Fintechs, die direkt in der Ära des digitalen Bankwesens aufgebaut wurden, treiben Innovationen in großem Umfang voran. Anstatt diese Unternehmen als Konkurrenten zu betrachten, haben traditionelle Banken eine weitaus größere Chance ihren Markt zu erweitern, wenn sie Partnerschaften eingehen und Angebote integrieren. Diese Erkenntnis hat zusammen mit dem Aufkommen des Open Banking zu einer zunehmenden Nutzung von APIs geführt und es Banken ermöglicht, neue ökosystemorientierte Geschäftsmodelle zu erforschen. Durch die Nutzung von Drittanbietern zur Schaffung eines besseren Kundenerlebnisses, können Banken ihre Dienstleistungen mit weitaus größerer Geschwindigkeit und in größerem Umfang in neue Bereiche auszuweiten.

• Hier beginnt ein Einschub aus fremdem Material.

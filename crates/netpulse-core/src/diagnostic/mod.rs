//! Seven-layer host diagnostics.
//!
//! [`DiagnosticEngine`] runs every sub-test of every layer concurrently
//! against a [`Probe`], then grades the complete set: per-layer status,
//! the waterfall (the lowest failing layer blocks everything above it),
//! and the weighted health score. A run never fails; probe errors,
//! timeouts and cancellation all end up as sub-test results.

mod checks;
mod context;
pub mod scoring;

use chrono::Utc;
use netpulse_probe::Probe;
use tokio_util::sync::CancellationToken;
use tracing::info;

use crate::config::DiagnosticConfig;
use crate::model::{DiagnosticReport, Layer};
use context::RunContext;

pub use scoring::{aggregate_status, apply_waterfall, health_score, overall_status};

pub struct DiagnosticEngine<P: Probe> {
    probe: P,
    config: DiagnosticConfig,
}

impl<P: Probe> DiagnosticEngine<P> {
    pub fn new(probe: P, config: DiagnosticConfig) -> Self {
        Self { probe, config }
    }

    pub fn probe(&self) -> &P {
        &self.probe
    }

    pub fn config(&self) -> &DiagnosticConfig {
        &self.config
    }

    pub async fn run(&self) -> DiagnosticReport {
        self.run_with_cancel(&CancellationToken::new()).await
    }

    /// Run all layers. Sub-tests still pending when `cancel` fires or the
    /// run deadline elapses are recorded as cancelled.
    pub async fn run_with_cancel(&self, cancel: &CancellationToken) -> DiagnosticReport {
        let timestamp = Utc::now();
        let started = tokio::time::Instant::now();
        let ctx = RunContext::new(&self.probe, &self.config, cancel.child_token());

        let (l1, l2, l3, l4, l5, l6, l7) = tokio::join!(
            checks::physical(&ctx),
            checks::data_link(&ctx),
            checks::network(&ctx),
            checks::transport(&ctx),
            checks::session(&ctx),
            checks::presentation(&ctx),
            checks::application(&ctx),
        );

        let mut layers: Vec<_> = Layer::ALL
            .into_iter()
            .zip([l1, l2, l3, l4, l5, l6, l7])
            .map(|(layer, tests)| scoring::layer_result(layer, tests))
            .collect();
        let blocked_above = apply_waterfall(&mut layers);

        let report = DiagnosticReport {
            host: self.config.host_label.clone(),
            timestamp,
            overall_status: overall_status(&layers),
            health_score: health_score(&layers),
            layers,
            blocked_above,
            duration_ms: u64::try_from(started.elapsed().as_millis()).unwrap_or(u64::MAX),
        };
        info!(
            host = %report.host,
            status = %report.overall_status,
            health = report.health_score,
            blocked_above = ?report.blocked_above,
            duration_ms = report.duration_ms,
            "diagnostic run complete"
        );
        report
    }
}
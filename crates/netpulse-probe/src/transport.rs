// Shared transport configuration for building probe clients.
//
// The HTTP client and the TLS client config are built once per
// `SystemProbe` from this module, so every probe shares trust roots,
// user agent and tool paths.

use std::sync::Arc;
use std::time::Duration;

use rustls::{ClientConfig, RootCertStore};
use rustls_pki_types::CertificateDer;

use crate::error::ProbeError;

const USER_AGENT: &str = concat!("netpulse/", env!("CARGO_PKG_VERSION"));

/// Shared configuration for a [`SystemProbe`](crate::SystemProbe).
#[derive(Debug, Clone)]
pub struct ProbeConfig {
    /// Fallback timeout for HTTP requests that do not set their own.
    pub http_timeout: Duration,
    pub user_agent: String,
    /// Additional trust anchors (private CAs, test certificates).
    pub extra_roots: Vec<CertificateDer<'static>>,
    /// Skip the bundled webpki roots, trusting only `extra_roots`.
    pub disable_builtin_roots: bool,
    pub ping_program: String,
    pub ip_program: String,
    pub iw_program: String,
    /// Root of the sysfs net class tree, used for wireless detection.
    pub sysfs_net: std::path::PathBuf,
}

impl Default for ProbeConfig {
    fn default() -> Self {
        Self {
            http_timeout: Duration::from_secs(10),
            user_agent: USER_AGENT.into(),
            extra_roots: Vec::new(),
            disable_builtin_roots: false,
            ping_program: "ping".into(),
            ip_program: "ip".into(),
            iw_program: "iw".into(),
            sysfs_net: "/sys/class/net".into(),
        }
    }
}

impl ProbeConfig {
    /// Build the `reqwest::Client` used for HTTP probes.
    ///
    /// Redirects are never followed: a 3xx is itself an answer, and the
    /// captive-portal check depends on seeing the raw status.
    pub fn build_http_client(&self) -> Result<reqwest::Client, ProbeError> {
        let mut builder = reqwest::Client::builder()
            .timeout(self.http_timeout)
            .user_agent(self.user_agent.clone())
            .redirect(reqwest::redirect::Policy::none());

        for der in &self.extra_roots {
            let cert = reqwest::Certificate::from_der(der.as_ref())?;
            builder = builder.add_root_certificate(cert);
        }

        Ok(builder.build()?)
    }

    /// Build the rustls client config used for TLS handshake probes.
    pub fn build_tls_config(&self) -> Result<Arc<ClientConfig>, ProbeError> {
        let mut roots = RootCertStore::empty();
        if !self.disable_builtin_roots {
            roots.extend(webpki_roots::TLS_SERVER_ROOTS.iter().cloned());
        }
        for der in &self.extra_roots {
            roots.add(der.clone()).map_err(|e| ProbeError::Tls {
                server: "<config>".into(),
                reason: format!("invalid extra root certificate: {e}"),
            })?;
        }

        let provider = Arc::new(rustls::crypto::ring::default_provider());
        let config = ClientConfig::builder_with_provider(provider)
            .with_safe_default_protocol_versions()
            .map_err(|e| ProbeError::Tls {
                server: "<config>".into(),
                reason: format!("failed to build TLS config: {e}"),
            })?
            .with_root_certificates(roots)
            .with_no_client_auth();

        Ok(Arc::new(config))
    }
}
// Dottrace
// Copyright (C) 2025 Synerthink

// This program is free software: you can redistribute it and/or modify
// it under the terms of the GNU Affero General Public License as published by
// the Free Software Foundation, either version 3 of the License, or
// (at your option) any later version.

// This program is distributed in the hope that it will be useful,
// but WITHOUT ANY WARRANTY; without even the implied warranty of
// MERCHANTABILITY or FITNESS FOR A PARTICULAR PURPOSE.  See the
// GNU Affero General Public License for more details.

// You should have received a copy of the GNU Affero General Public License
// along with this program.  If not, see <http://www.gnu.org/licenses/>.

use dottrace_common::Timestamp;
use serde::{Deserialize, Serialize};
use std::fmt;

/// Dense quark identifying an interned attribute path within one store.
#[derive(Debug, Clone, Copy, PartialEq, Eq, Hash, Serialize, Deserialize)]
pub struct AttributeId(pub u32);

impl AttributeId {
    /// Index of this quark into the store's per-attribute tables.
    pub fn index(&self) -> usize {
        self.0 as usize
    }
}

impl fmt::Display for AttributeId {
    fn fmt(&self, f: &mut fmt::Formatter<'_>) -> fmt::Result {
        write!(f, "{}", self.0)
    }
}

/// Value carried by an attribute over an interval.
#[derive(Debug, Clone, PartialEq, Eq, Serialize, Deserialize)]
pub enum StateValue {
    /// Attribute has no value over the interval
    Null,
    /// Integer payload, e.g. a cumulative event count
    Int(i64),
    /// String payload
    Str(String),
}

impl StateValue {
    /// The integer payload, or `None` for other variants.
    pub fn as_int(&self) -> Option<i64> {
        match self {
            StateValue::Int(value) => Some(*value),
            _ => None,
        }
    }
}

/// One committed fact: `attribute` held `value` over `[start, end]`.
///
/// Intervals of a given attribute are time-disjoint and stored in ascending
/// start order; once committed they are never mutated.
#[derive(Debug, Clone, PartialEq, Eq, Serialize, Deserialize)]
pub struct AttributeInterval {
    /// Owning attribute quark
    pub attribute: AttributeId,
    /// Inclusive interval start
    pub start: Timestamp,
    /// Inclusive interval end
    pub end: Timestamp,
    /// Value held over the interval
    pub value: StateValue,
}

impl AttributeInterval {
    /// Whether `t` falls inside the interval, bounds included.
    pub fn contains(&self, t: Timestamp) -> bool {
        self.start <= t && t <= self.end
    }
}

/// Serializable image of a fully built store, the `.ht` payload unit.
#[derive(Debug, Clone, Serialize, Deserialize)]
pub struct StateSnapshot {
    /// Sub-store id
    pub id: String,
    /// Interned attribute paths, indexed by quark
    pub attributes: Vec<String>,
    /// Committed intervals per attribute, ascending start order
    pub intervals: Vec<Vec<AttributeInterval>>,
    /// Store start time
    pub start: Timestamp,
    /// Store end time
    pub end: Timestamp,
}
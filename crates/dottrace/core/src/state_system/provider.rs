// Dottrace
// Copyright (C) 2025 Synerthink

// This program is free software: you can redistribute it and/or modify
// it under the terms of the GNU Affero General Public License as published by
// the Free Software Foundation, either version 3 of the License, or
// (at your option) any later version.

// This program is distributed in the hope that it will be useful,
// but WITHOUT ANY WARRANTY; without even the implied warranty of
// MERCHANTABILITY or FITNESS FOR A PARTICULAR PURPOSE.  See the
// GNU Affero General Public License for more details.

// You should have received a copy of the GNU Affero General Public License
// along with this program.  If not, see <http://www.gnu.org/licenses/>.

//! The pattern-evaluation seam of the state-system stage.
//!
//! A `StateProvider` decides what each trace event writes into its
//! sub-store; the builder owns the event loop and the writers. The two
//! shipped providers implement the statistics sub-stores the query layer
//! reads: cumulative event totals and per-event-type counters.

use super::store::StateSystemWriter;
use crate::event::TraceEvent;

/// Per-event hook writing attribute state into one named sub-store.
pub trait StateProvider: Send {
    /// Id of the sub-store this provider fills.
    fn store_id(&self) -> &str;

    /// Processes one event against the sub-store's writer.
    fn on_event(&mut self, event: &TraceEvent, writer: &mut StateSystemWriter);
}

/// Sub-store carrying the cumulative event count of the whole trace.
#[derive(Debug, Default)]
pub struct TotalsProvider;

impl TotalsProvider {
    /// Sub-store id of the totals store.
    pub const STORE_ID: &'static str = "totals";
    /// Attribute holding the cumulative count.
    pub const TOTAL_ATTRIBUTE: &'static str = "total";
}

impl StateProvider for TotalsProvider {
    fn store_id(&self) -> &str {
        Self::STORE_ID
    }

    fn on_event(&mut self, event: &TraceEvent, writer: &mut StateSystemWriter) {
        writer.increment(Self::TOTAL_ATTRIBUTE, event.timestamp);
    }
}

/// Sub-store carrying one cumulative counter per event type.
#[derive(Debug, Default)]
pub struct EventTypesProvider;

impl EventTypesProvider {
    /// Sub-store id of the event-type breakdown store.
    pub const STORE_ID: &'static str = "event-types";
}

impl StateProvider for EventTypesProvider {
    fn store_id(&self) -> &str {
        Self::STORE_ID
    }

    fn on_event(&mut self, event: &TraceEvent, writer: &mut StateSystemWriter) {
        writer.increment(&event.name, event.timestamp);
    }
}

#[cfg(test)]
mod tests {
    use super::*;
    use crate::state_system::store::StateSystem;
    use crate::state_system::StateValue;

    #[test]
    fn test_totals_provider_counts_all_events() {
        let (system, mut writer) = StateSystem::begin(TotalsProvider::STORE_ID, 0);
        let mut provider = TotalsProvider;

        for t in 1..=4 {
            provider.on_event(&TraceEvent::new(t, "any"), &mut writer);
        }
        writer.close(4);

        assert_eq!(
            system.query_value_at(TotalsProvider::TOTAL_ATTRIBUTE, 4),
            Some(StateValue::Int(4))
        );
    }

    #[test]
    fn test_event_types_provider_counts_per_name() {
        let (system, mut writer) = StateSystem::begin(EventTypesProvider::STORE_ID, 0);
        let mut provider = EventTypesProvider;

        provider.on_event(&TraceEvent::new(1, "alpha"), &mut writer);
        provider.on_event(&TraceEvent::new(2, "beta"), &mut writer);
        provider.on_event(&TraceEvent::new(3, "alpha"), &mut writer);
        writer.close(3);

        assert_eq!(system.query_value_at("alpha", 3), Some(StateValue::Int(2)));
        assert_eq!(system.query_value_at("beta", 3), Some(StateValue::Int(1)));
    }
}
// Dottrace
// Copyright (C) 2025 Synerthink

// This program is free software: you can redistribute it and/or modify
// it under the terms of the GNU Affero General Public License as published by
// the Free Software Foundation, either version 3 of the License, or
// (at your option) any later version.

// This program is distributed in the hope that it will be useful,
// but WITHOUT ANY WARRANTY; without even the implied warranty of
// MERCHANTABILITY or FITNESS FOR A PARTICULAR PURPOSE.  See the
// GNU Affero General Public License for more details.

// You should have received a copy of the GNU Affero General Public License
// along with this program.  If not, see <http://www.gnu.org/licenses/>.

use super::segment::Segment;
use std::sync::Arc;

/// Handle identifying a registered listener, used for removal.
#[derive(Debug, Clone, Copy, PartialEq, Eq, Hash)]
pub struct ListenerId(pub u64);

/// Progress callback of the segment-store build.
///
/// Each registered listener receives every appended batch at least once,
/// in append order; no ordering is guaranteed across listeners. Listeners
/// may be registered and removed while construction is active.
pub trait SegmentListener: Send + Sync {
    /// Called after a batch of segments was committed to the store.
    fn on_new_segments(&self, batch: &[Arc<Segment>]);
}
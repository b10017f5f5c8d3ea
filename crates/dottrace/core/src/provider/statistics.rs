// Dottrace
// Copyright (C) 2025 Synerthink

// This program is free software: you can redistribute it and/or modify
// it under the terms of the GNU Affero General Public License as published by
// the Free Software Foundation, either version 3 of the License, or
// (at your option) any later version.

// This program is distributed in the hope that it will be useful,
// but WITHOUT ANY WARRANTY; without even the implied warranty of
// MERCHANTABILITY or FITNESS FOR A PARTICULAR PURPOSE.  See the
// GNU Affero General Public License for more details.

// You should have received a copy of the GNU Affero General Public License
// along with this program.  If not, see <http://www.gnu.org/licenses/>.

//! The statistics tree provider and its step protocol.

use super::registry::EntryIdMap;
use super::response::TreeResponse;
use super::tree::{NO_PARENT, TreeModel, TreeRow};
use crate::analysis::TraceAnalysis;
use crate::state_system::{EventTypesProvider, StateSystem, TotalsProvider};
use dottrace_common::{Monitor, TimeRange, Timestamp};
use parking_lot::RwLock;
use std::sync::Arc;
use std::time::Duration;
use tracing::debug;

/// Column labels of every statistics tree.
pub const COLUMN_LABELS: [&str; 3] = ["Level", "Events total", "Percentage"];
/// Cadence of cancellation polls while parked on a sub-store.
const POLL_INTERVAL: Duration = Duration::from_millis(50);

/// A statistics tree request.
///
/// `step` drives the two-phase protocol: `-1` (the default) asks for the
/// full answer in one shot, `0` for a non-blocking coarse total, `1` for
/// the detailed breakdown, which additionally requires the `total`
/// obtained from the earlier step.
#[derive(Debug, Clone)]
pub struct StatisticsQuery {
    /// Queried time range
    pub range: TimeRange,
    /// Protocol step; negative values normalize to `-1`
    pub step: i64,
    /// Total from the coarse step, mandatory iff `step == 1`
    pub total: Option<i64>,
}

impl StatisticsQuery {
    /// One-shot query over `range`.
    pub fn new(range: TimeRange) -> Self {
        Self { range, step: -1, total: None }
    }

    /// Selects a protocol step; any negative value means "one shot".
    pub fn with_step(mut self, step: i64) -> Self {
        self.step = if step < 0 { -1 } else { step };
        self
    }

    /// Supplies the previously computed total for a step-1 query.
    pub fn with_total(mut self, total: i64) -> Self {
        self.total = Some(total);
        self
    }
}

/// Tree-statistics façade over a [`TraceAnalysis`].
///
/// Each fetch runs under the write side of a single per-provider lock:
/// row-id allocation and tree assembly are indivisible with respect to
/// concurrent fetches, so two callers can neither race an id for the same
/// key nor observe a half-built tree.
pub struct StatisticsProvider {
    analysis: Arc<TraceAnalysis>,
    trace_name: String,
    ids: RwLock<EntryIdMap>,
}

impl StatisticsProvider {
    /// Wraps an analysis whose trace is already bound.
    pub fn new(analysis: Arc<TraceAnalysis>) -> Option<Self> {
        let trace_name = analysis.trace()?.name().to_string();
        Some(Self {
            analysis,
            trace_name,
            ids: RwLock::new(EntryIdMap::new()),
        })
    }

    /// Schedules the analysis and wraps it; `None` when it cannot be
    /// scheduled (no trace bound or already terminated).
    pub fn create(analysis: Arc<TraceAnalysis>) -> Option<Self> {
        analysis.schedule().ok()?;
        Self::new(analysis)
    }

    /// Answers a statistics tree request; see [`StatisticsQuery`] for the
    /// step protocol. Expected failure conditions come back as statuses.
    pub fn fetch_tree(&self, query: &StatisticsQuery, monitor: Option<&dyn Monitor>) -> TreeResponse {
        // Parameter validation happens before any locking or blocking.
        if query.range.start > query.range.end {
            return TreeResponse::failed("invalid time range");
        }
        let step = if query.step < 0 { -1 } else { query.step };
        if step == 1 && query.total.is_none() {
            return TreeResponse::failed("step 1 requires the total of the coarse step");
        }
        if step > 1 {
            panic!("unknown statistics query step {step}");
        }

        let mut ids = self.ids.write();
        debug!(range = ?query.range, step, "statistics fetch");

        if step == 0 {
            // Best-effort early return: read whatever the totals store
            // holds right now, without waiting for readiness.
            if monitor.is_some_and(|monitor| monitor.is_cancelled()) {
                return TreeResponse::cancelled();
            }
            let total = self
                .analysis
                .state_system(TotalsProvider::STORE_ID)
                .map(|totals| events_in_range(&totals, TotalsProvider::TOTAL_ATTRIBUTE, query.range))
                .unwrap_or(0);
            return TreeResponse::running(self.tree(&mut ids, total, None));
        }

        let total = if step < 0 {
            if !self.analysis.wait_for_initialization() {
                return TreeResponse::failed("the analysis failed to initialize");
            }
            let totals = self
                .analysis
                .state_system(TotalsProvider::STORE_ID)
                .unwrap_or_else(|| {
                    panic!("analysis reported ready but the totals store is absent")
                });
            if !wait_built(&totals, monitor) {
                return TreeResponse::cancelled();
            }
            events_in_range(&totals, TotalsProvider::TOTAL_ATTRIBUTE, query.range)
        } else {
            // validated above
            query.total.unwrap_or_default()
        };

        let detailed = if step < 0 {
            self.analysis
                .state_system(EventTypesProvider::STORE_ID)
                .unwrap_or_else(|| {
                    panic!("analysis reported ready but the event-type store is absent")
                })
        } else {
            match self.analysis.state_system(EventTypesProvider::STORE_ID) {
                Some(detailed) => detailed,
                None => return TreeResponse::failed("detailed statistics are not available"),
            }
        };
        if !wait_built(&detailed, monitor) {
            return TreeResponse::cancelled();
        }

        let breakdown = event_types_in_range(&detailed, query.range);
        TreeResponse::completed(self.tree(&mut ids, total, Some(breakdown)))
    }

    fn tree(
        &self,
        ids: &mut EntryIdMap,
        total: i64,
        breakdown: Option<Vec<(String, i64)>>,
    ) -> TreeModel {
        let root = ids.id_for(&self.trace_name);
        let mut rows = vec![TreeRow {
            id: root,
            parent_id: NO_PARENT,
            values: vec![
                self.trace_name.clone(),
                total.to_string(),
                format_percentage(percentage(total, total)),
            ],
        }];
        if let Some(breakdown) = breakdown {
            for (name, count) in breakdown {
                let id = ids.id_for(&name);
                rows.push(TreeRow {
                    id,
                    parent_id: root,
                    values: vec![
                        name,
                        count.to_string(),
                        format_percentage(percentage(count, total)),
                    ],
                });
            }
        }
        TreeModel::new(COLUMN_LABELS.iter().map(|label| label.to_string()).collect(), rows)
    }
}

/// Blocks until `store` is fully built; false when the store's own
/// cancelled flag or the supplied monitor aborts the wait.
fn wait_built(store: &StateSystem, monitor: Option<&dyn Monitor>) -> bool {
    loop {
        if store.is_cancelled() || monitor.is_some_and(|monitor| monitor.is_cancelled()) {
            return false;
        }
        if let Some(built) = store.wait_until_built_for(POLL_INTERVAL) {
            return built;
        }
    }
}

/// Cumulative count of `path` at `t`, clamped into the store's known span.
fn count_at(store: &StateSystem, path: &str, t: Timestamp) -> i64 {
    if t < store.start_time() {
        return 0;
    }
    let t = t.min(store.current_end_time());
    store
        .query_value_at(path, t)
        .and_then(|value| value.as_int())
        .unwrap_or(0)
}

/// Events counted on `path` within `range`, from the cumulative counter.
fn events_in_range(store: &StateSystem, path: &str, range: TimeRange) -> i64 {
    count_at(store, path, range.end) - count_at(store, path, range.start.saturating_sub(1))
}

/// Per-category counts within `range`, category name order.
fn event_types_in_range(store: &StateSystem, range: TimeRange) -> Vec<(String, i64)> {
    let mut breakdown: Vec<(String, i64)> = store
        .attributes()
        .into_iter()
        .map(|(_, path)| {
            let count = events_in_range(store, &path, range);
            (path, count)
        })
        .filter(|(_, count)| *count > 0)
        .collect();
    breakdown.sort();
    breakdown
}

/// Share of `count` in `total`, clamped to 0 when the total is zero.
fn percentage(count: i64, total: i64) -> f64 {
    if total == 0 {
        0.0
    } else {
        100.0 * count as f64 / total as f64
    }
}

fn format_percentage(value: f64) -> String {
    format!("{value:.1}")
}

#[cfg(test)]
mod tests {
    use super::*;
    use crate::state_system::StateSystem;

    fn counting_store() -> Arc<StateSystem> {
        let (system, mut writer) = StateSystem::begin("totals", 0);
        for t in [10, 20, 30, 40] {
            writer.increment("total", t);
        }
        writer.close(40);
        writer.seal_built();
        system
    }

    #[test]
    fn test_events_in_range_subtracts_cumulative_counts() {
        let store = counting_store();
        assert_eq!(events_in_range(&store, "total", TimeRange::new(0, 40)), 4);
        assert_eq!(events_in_range(&store, "total", TimeRange::new(20, 40)), 3);
        assert_eq!(events_in_range(&store, "total", TimeRange::new(21, 29)), 0);
        assert_eq!(events_in_range(&store, "total", TimeRange::new(15, 25)), 1);
    }

    #[test]
    fn test_count_at_clamps_beyond_known_span() {
        let store = counting_store();
        assert_eq!(count_at(&store, "total", -5), 0);
        assert_eq!(count_at(&store, "total", 1_000), 4);
    }

    #[test]
    fn test_percentage_clamps_on_zero_total() {
        assert_eq!(percentage(0, 0), 0.0);
        assert_eq!(percentage(60, 100), 60.0);
        assert_eq!(format_percentage(percentage(100, 100)), "100.0");
        assert_eq!(format_percentage(percentage(1, 3)), "33.3");
    }

    #[test]
    fn test_event_types_in_range_sorts_and_filters() {
        let (system, mut writer) = StateSystem::begin("event-types", 0);
        writer.increment("beta", 10);
        writer.increment("alpha", 20);
        writer.increment("beta", 30);
        writer.increment("gamma", 40);
        writer.close(40);
        writer.seal_built();

        let breakdown = event_types_in_range(&system, TimeRange::new(0, 35));
        assert_eq!(
            breakdown,
            vec![("alpha".to_string(), 1), ("beta".to_string(), 2)]
        );
    }
}
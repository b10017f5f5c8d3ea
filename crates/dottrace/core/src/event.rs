// Dottrace
// Copyright (C) 2025 Synerthink

// This program is free software: you can redistribute it and/or modify
// it under the terms of the GNU Affero General Public License as published by
// the Free Software Foundation, either version 3 of the License, or
// (at your option) any later version.

// This program is distributed in the hope that it will be useful,
// but WITHOUT ANY WARRANTY; without even the implied warranty of
// MERCHANTABILITY or FITNESS FOR A PARTICULAR PURPOSE.  See the
// GNU Affero General Public License for more details.

// You should have received a copy of the GNU Affero General Public License
// along with this program.  If not, see <http://www.gnu.org/licenses/>.

//! Trace event model and event sources.
//!
//! The analysis core treats the trace as an opaque, replayable stream of
//! timestamped records. Builders iterate it from the beginning on every
//! build; a source must therefore hand out a fresh iterator per call.

use dottrace_common::{TimeRange, Timestamp};
use serde::{Deserialize, Serialize};
use std::collections::BTreeMap;

/// A single timestamped trace record.
#[derive(Debug, Clone, PartialEq, Eq, Serialize, Deserialize)]
pub struct TraceEvent {
    /// Trace-relative timestamp in nanoseconds
    pub timestamp: Timestamp,
    /// Event type name, the categorical key of the statistics breakdown
    pub name: String,
    /// Free-form payload fields
    #[serde(default)]
    pub fields: BTreeMap<String, String>,
}

impl TraceEvent {
    /// Creates an event without payload fields.
    pub fn new(timestamp: Timestamp, name: impl Into<String>) -> Self {
        Self {
            timestamp,
            name: name.into(),
            fields: BTreeMap::new(),
        }
    }
}

/// A replayable, sequential stream of trace events.
///
/// Implementations must return events in non-decreasing timestamp order and
/// must support any number of independent passes.
pub trait EventSource: Send + Sync {
    /// Display name of the trace, also the stem of its supplementary
    /// directory.
    fn name(&self) -> &str;

    /// Time span covered by the trace, `None` when it holds no events.
    fn time_range(&self) -> Option<TimeRange>;

    /// A fresh pass over the whole event stream.
    fn iter(&self) -> Box<dyn Iterator<Item = TraceEvent> + Send + '_>;
}

/// In-memory event source backed by a sorted vector.
///
/// The canonical source for tests and for traces small enough to load
/// whole, e.g. the JSON traces the CLI consumes.
#[derive(Debug, Clone)]
pub struct RecordedTrace {
    name: String,
    events: Vec<TraceEvent>,
}

impl RecordedTrace {
    /// Creates a trace from unordered events; they are sorted by timestamp.
    pub fn new(name: impl Into<String>, mut events: Vec<TraceEvent>) -> Self {
        events.sort_by_key(|event| event.timestamp);
        Self { name: name.into(), events }
    }

    /// Number of recorded events.
    pub fn len(&self) -> usize {
        self.events.len()
    }

    /// Whether the trace holds no events.
    pub fn is_empty(&self) -> bool {
        self.events.is_empty()
    }
}

impl EventSource for RecordedTrace {
    fn name(&self) -> &str {
        &self.name
    }

    fn time_range(&self) -> Option<TimeRange> {
        match (self.events.first(), self.events.last()) {
            (Some(first), Some(last)) => Some(TimeRange::new(first.timestamp, last.timestamp)),
            _ => None,
        }
    }

    fn iter(&self) -> Box<dyn Iterator<Item = TraceEvent> + Send + '_> {
        Box::new(self.events.iter().cloned())
    }
}

#[cfg(test)]
mod tests {
    use super::*;

    #[test]
    fn test_events_are_sorted_on_construction() {
        let trace = RecordedTrace::new(
            "scrambled",
            vec![
                TraceEvent::new(30, "c"),
                TraceEvent::new(10, "a"),
                TraceEvent::new(20, "b"),
            ],
        );

        let names: Vec<String> = trace.iter().map(|event| event.name).collect();
        assert_eq!(names, vec!["a", "b", "c"]);
        assert_eq!(trace.time_range(), Some(TimeRange::new(10, 30)));
    }

    #[test]
    fn test_empty_trace_has_no_range() {
        let trace = RecordedTrace::new("empty", Vec::new());
        assert!(trace.is_empty());
        assert_eq!(trace.time_range(), None);
    }

    #[test]
    fn test_iter_is_replayable() {
        let trace = RecordedTrace::new("replay", vec![TraceEvent::new(1, "x")]);
        assert_eq!(trace.iter().count(), 1);
        assert_eq!(trace.iter().count(), 1);
    }
}
// Dottrace
// Copyright (C) 2025 Synerthink

// This program is free software: you can redistribute it and/or modify
// it under the terms of the GNU Affero General Public License as published by
// the Free Software Foundation, either version 3 of the License, or
// (at your option) any later version.

// This program is distributed in the hope that it will be useful,
// but WITHOUT ANY WARRANTY; without even the implied warranty of
// MERCHANTABILITY or FITNESS FOR A PARTICULAR PURPOSE.  See the
// GNU Affero General Public License for more details.

// You should have received a copy of the GNU Affero General Public License
// along with this program.  If not, see <http://www.gnu.org/licenses/>.

//! Time-Indexed Attribute State System
//!
//! This module provides the first pipeline stage: an addressable store of
//! time-disjoint attribute intervals built incrementally from the event
//! stream, plus the background builder that owns it.
//!
//! # Core Components
//!
//! ## Interval Store
//! - Attribute paths interned to dense quarks
//! - Point queries against committed intervals and the ongoing table
//! - Shared-read while the build is still appending
//!
//! ## Background Builder
//! - `schedule` / `cancel` / `wait_for_initialization` lifecycle
//! - One writer per sub-store, readers never observe torn intervals
//! - `.ht` artifact reuse when a prior complete build is on disk
//!
//! A builder may host several named sub-stores filled from the same event
//! pass; queries address one sub-store by its id.

pub mod builder;
pub mod interval;
pub mod provider;
pub mod store;

pub use builder::StateSystemBuilder;
pub use interval::{AttributeId, AttributeInterval, StateSnapshot, StateValue};
pub use provider::{EventTypesProvider, StateProvider, TotalsProvider};
pub use store::{StateSystem, StateSystemWriter};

Mit einem Ökosystem-Mindset öffnen sich Banken auch für die Integration anderer, zukunftsweisender Technologien. Durch die Integration von Software für die digitale Entscheidungsfindung können Banken beispielsweise Prozesse wie die Genehmigung von Kreditanträgen automatisieren. Oder Kunden können sich über das Telefonbanking selbst authentifizieren, weil Lösungen zur Verarbeitung natürlicher Sprache (NLP) integriert wurden. Das steigert die Effizienz und gewährleistet reibungslose Abläufe. Zudem führen diese Entwicklungen zu einer weiteren Umstrukturierung der Banken hin zu API-gesteuerten Architekturen, die digitale Erfahrungen, Abläufe und Innovationen miteinander verbinden. Dies trägt jedoch auch zu einer wachsenden Komplexität bei, die durch Multi-Cloud-Umgebungen und cloudbasierte Dienste entsteht. Die automatische und KI-gestützte Observability ist daher zunehmend entscheidend für die Skalierung der operativen Fähigkeiten und die Einlösung des Versprechens von AIOps - die Beschleunigung von Innovationen und die Bereitstellung nahtloser Omnikanal-Banking-Erlebnisse.

Zukunft des Bankwesens

Banken durchlaufen durch die digitale Transformation umfassende Geschäftsveränderungen. Diese Entwicklung schreitet weiter voran und Technologie wird für das Kundenerlebnis immer wichtiger. Deshalb brauchen Bankunternehmen eine robuste digitale Strategie. Indem sie ihre Digitalisierung auf die drei genannten Säulen stützen, haben die Verantwortlichen im Bankwesen eine solide Grundlage, mit der sie sicherzustellen, dass ihre Angebote auf konsistente, abgestimmte, integrierte und kundenorientierte Weise konzipiert und entwickelt werden. Genau das ist letztlich der Schlüssel für zukünftige, kundengerechte Angebote in der erforderlichen Breite. Indem Banken beispielsweise personalisierte, maßgeschneiderte Finanzdienstleistungen anbieten, wann und wo immer sie benötigt werden, können sie überzeugende, leistungsstarke Kundenerlebnisse schaffen.